▶ SUPPLIED RECORDS
::::

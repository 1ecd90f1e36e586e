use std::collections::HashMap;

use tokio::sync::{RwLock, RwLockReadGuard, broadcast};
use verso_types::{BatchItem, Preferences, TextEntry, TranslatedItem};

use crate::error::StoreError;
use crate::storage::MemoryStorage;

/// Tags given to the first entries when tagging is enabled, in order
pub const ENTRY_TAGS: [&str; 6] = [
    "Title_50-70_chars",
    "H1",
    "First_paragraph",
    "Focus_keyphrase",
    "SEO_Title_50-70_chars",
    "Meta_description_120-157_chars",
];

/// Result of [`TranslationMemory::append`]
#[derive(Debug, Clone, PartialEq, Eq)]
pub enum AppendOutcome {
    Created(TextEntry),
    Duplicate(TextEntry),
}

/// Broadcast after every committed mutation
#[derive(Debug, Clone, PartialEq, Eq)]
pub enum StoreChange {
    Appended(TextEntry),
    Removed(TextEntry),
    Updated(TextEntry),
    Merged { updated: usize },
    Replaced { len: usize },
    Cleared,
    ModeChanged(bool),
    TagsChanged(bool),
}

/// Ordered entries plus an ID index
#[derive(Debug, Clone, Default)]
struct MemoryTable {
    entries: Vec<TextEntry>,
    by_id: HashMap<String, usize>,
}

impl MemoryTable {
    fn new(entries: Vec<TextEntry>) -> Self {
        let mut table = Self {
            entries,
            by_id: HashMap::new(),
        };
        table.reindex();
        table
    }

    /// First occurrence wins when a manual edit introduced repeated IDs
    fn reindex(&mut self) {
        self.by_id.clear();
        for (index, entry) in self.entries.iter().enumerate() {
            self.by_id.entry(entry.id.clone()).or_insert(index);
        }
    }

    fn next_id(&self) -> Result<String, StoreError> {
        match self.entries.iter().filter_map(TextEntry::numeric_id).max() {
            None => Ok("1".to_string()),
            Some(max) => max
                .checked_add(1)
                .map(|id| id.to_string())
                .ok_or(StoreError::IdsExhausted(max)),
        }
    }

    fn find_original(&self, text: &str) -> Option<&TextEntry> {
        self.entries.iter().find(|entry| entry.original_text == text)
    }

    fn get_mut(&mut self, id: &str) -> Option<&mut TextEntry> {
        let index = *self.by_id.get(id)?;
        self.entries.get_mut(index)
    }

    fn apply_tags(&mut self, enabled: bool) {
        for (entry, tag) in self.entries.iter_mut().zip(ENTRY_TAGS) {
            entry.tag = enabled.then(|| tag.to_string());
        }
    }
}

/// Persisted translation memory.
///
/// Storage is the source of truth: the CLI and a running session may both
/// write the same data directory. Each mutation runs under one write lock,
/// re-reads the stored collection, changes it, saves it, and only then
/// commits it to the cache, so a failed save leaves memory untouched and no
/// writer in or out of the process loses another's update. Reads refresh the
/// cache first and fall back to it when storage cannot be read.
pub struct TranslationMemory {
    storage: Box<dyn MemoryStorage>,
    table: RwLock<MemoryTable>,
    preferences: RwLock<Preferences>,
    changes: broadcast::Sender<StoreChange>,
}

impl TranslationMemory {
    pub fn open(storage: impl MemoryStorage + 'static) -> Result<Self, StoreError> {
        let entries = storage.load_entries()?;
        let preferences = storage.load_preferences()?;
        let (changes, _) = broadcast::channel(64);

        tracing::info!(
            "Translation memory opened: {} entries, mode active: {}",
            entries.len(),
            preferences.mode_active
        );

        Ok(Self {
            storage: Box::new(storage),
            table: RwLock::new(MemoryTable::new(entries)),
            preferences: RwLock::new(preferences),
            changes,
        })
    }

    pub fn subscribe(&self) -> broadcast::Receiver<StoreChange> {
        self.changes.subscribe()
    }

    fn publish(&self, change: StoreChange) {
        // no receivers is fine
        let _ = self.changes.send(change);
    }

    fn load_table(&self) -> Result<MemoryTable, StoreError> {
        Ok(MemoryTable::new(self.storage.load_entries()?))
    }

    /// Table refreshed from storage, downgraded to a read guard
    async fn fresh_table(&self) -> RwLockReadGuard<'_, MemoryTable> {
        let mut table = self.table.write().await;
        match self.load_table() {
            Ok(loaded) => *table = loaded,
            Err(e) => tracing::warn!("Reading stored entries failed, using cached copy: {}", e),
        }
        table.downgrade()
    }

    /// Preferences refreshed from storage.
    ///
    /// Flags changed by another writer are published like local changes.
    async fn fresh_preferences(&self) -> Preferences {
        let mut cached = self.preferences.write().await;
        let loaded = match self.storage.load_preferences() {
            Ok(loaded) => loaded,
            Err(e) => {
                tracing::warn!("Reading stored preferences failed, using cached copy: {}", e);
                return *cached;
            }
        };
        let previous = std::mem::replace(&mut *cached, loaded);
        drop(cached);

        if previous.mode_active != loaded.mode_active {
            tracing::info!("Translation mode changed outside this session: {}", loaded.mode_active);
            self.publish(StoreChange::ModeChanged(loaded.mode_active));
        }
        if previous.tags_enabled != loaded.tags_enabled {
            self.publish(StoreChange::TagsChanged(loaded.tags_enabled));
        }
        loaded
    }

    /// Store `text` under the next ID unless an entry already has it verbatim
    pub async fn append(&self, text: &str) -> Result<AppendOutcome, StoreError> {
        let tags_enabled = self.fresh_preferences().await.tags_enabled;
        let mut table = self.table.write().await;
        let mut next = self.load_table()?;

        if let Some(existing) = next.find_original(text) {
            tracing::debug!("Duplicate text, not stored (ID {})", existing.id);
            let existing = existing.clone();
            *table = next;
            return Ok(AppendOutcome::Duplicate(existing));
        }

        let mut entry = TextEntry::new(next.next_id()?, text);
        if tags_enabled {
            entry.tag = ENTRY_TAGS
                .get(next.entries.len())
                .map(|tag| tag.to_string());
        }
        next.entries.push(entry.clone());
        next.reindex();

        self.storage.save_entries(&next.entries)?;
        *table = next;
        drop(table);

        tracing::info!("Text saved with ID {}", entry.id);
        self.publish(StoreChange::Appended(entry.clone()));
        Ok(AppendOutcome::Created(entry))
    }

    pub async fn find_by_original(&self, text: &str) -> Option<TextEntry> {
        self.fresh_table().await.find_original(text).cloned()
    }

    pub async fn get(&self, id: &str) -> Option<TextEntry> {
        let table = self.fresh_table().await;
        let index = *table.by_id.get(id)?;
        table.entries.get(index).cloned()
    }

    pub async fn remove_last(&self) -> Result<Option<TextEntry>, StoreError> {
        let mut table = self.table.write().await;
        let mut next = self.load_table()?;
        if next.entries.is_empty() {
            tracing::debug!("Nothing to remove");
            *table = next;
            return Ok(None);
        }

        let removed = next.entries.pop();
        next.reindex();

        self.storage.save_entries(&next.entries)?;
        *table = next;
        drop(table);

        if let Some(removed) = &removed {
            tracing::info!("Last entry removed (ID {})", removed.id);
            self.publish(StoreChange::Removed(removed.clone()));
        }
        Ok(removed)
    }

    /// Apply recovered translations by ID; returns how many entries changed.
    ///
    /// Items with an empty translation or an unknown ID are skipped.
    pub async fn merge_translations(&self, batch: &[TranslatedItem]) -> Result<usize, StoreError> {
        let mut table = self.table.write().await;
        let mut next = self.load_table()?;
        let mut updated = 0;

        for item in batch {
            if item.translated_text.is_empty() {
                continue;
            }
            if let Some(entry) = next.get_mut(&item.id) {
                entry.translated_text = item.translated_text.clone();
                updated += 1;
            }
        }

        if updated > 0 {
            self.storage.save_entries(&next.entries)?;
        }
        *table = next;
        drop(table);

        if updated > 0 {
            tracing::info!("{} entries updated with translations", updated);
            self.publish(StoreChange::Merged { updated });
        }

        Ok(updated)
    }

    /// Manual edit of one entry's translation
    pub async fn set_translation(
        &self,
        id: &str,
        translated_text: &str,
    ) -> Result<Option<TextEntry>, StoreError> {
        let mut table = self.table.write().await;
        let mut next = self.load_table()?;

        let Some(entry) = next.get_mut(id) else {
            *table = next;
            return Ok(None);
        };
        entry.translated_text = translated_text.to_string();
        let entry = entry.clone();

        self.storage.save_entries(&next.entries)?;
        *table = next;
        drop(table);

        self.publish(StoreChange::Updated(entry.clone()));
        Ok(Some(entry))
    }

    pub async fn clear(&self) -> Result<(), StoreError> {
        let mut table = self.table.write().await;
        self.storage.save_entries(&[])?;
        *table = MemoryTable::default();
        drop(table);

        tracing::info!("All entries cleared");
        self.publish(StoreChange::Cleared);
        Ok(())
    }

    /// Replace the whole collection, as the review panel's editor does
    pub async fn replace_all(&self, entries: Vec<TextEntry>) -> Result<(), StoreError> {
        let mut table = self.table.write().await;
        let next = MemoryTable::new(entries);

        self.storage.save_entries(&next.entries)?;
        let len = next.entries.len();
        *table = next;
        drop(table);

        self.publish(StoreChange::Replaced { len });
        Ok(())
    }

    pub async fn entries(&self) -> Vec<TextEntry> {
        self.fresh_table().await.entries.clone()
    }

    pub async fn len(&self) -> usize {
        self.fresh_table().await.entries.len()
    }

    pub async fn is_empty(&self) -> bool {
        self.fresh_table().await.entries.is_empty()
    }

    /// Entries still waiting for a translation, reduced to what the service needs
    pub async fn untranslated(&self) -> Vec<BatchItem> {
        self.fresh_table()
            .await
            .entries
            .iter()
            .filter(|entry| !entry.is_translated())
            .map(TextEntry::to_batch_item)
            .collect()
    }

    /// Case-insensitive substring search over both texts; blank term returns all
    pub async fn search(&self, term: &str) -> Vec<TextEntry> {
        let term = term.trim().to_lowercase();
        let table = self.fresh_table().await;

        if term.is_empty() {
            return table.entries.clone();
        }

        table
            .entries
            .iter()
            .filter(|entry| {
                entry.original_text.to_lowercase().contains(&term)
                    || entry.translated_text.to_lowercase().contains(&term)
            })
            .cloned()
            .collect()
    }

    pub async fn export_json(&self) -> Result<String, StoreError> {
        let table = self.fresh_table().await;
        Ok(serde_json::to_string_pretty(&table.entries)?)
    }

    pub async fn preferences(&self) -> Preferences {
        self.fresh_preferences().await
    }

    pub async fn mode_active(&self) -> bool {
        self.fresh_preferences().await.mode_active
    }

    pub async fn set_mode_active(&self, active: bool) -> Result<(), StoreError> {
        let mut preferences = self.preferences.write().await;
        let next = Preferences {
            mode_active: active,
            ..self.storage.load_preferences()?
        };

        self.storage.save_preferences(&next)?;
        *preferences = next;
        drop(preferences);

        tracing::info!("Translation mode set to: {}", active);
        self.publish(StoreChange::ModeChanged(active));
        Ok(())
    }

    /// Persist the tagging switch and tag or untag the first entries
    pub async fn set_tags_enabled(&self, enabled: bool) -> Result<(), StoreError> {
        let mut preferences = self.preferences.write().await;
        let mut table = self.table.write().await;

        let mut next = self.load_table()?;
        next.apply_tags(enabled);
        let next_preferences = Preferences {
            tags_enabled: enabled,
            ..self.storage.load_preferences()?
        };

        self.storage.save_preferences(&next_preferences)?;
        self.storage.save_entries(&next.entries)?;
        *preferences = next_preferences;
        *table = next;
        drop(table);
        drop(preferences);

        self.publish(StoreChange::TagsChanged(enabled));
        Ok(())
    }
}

::::

▶ EXERCISE AIM
Look through the material above and print exactly the lines from the one containing "self.changes.subscribe()" to the one containing "if previous.tags_enabled != loaded.tags_enabled", both included, and nothing more.

▶ EXPECTED OUTPUT
        self.changes.subscribe()
    }

    fn publish(&self, change: StoreChange) {
        // no receivers is fine
        let _ = self.changes.send(change);
    }

    fn load_table(&self) -> Result<MemoryTable, StoreError> {
        Ok(MemoryTable::new(self.storage.load_entries()?))
    }

    /// Table refreshed from storage, downgraded to a read guard
    async fn fresh_table(&self) -> RwLockReadGuard<'_, MemoryTable> {
        let mut table = self.table.write().await;
        match self.load_table() {
            Ok(loaded) => *table = loaded,
            Err(e) => tracing::warn!("Reading stored entries failed, using cached copy: {}", e),
        }
        table.downgrade()
    }

    /// Preferences refreshed from storage.
    ///
    /// Flags changed by another writer are published like local changes.
    async fn fresh_preferences(&self) -> Preferences {
        let mut cached = self.preferences.write().await;
        let loaded = match self.storage.load_preferences() {
            Ok(loaded) => loaded,
            Err(e) => {
                tracing::warn!("Reading stored preferences failed, using cached copy: {}", e);
                return *cached;
            }
        };
        let previous = std::mem::replace(&mut *cached, loaded);
        drop(cached);

        if previous.mode_active != loaded.mode_active {
            tracing::info!("Translation mode changed outside this session: {}", loaded.mode_active);
            self.publish(StoreChange::ModeChanged(loaded.mode_active));
        }
        if previous.tags_enabled != loaded.tags_enabled {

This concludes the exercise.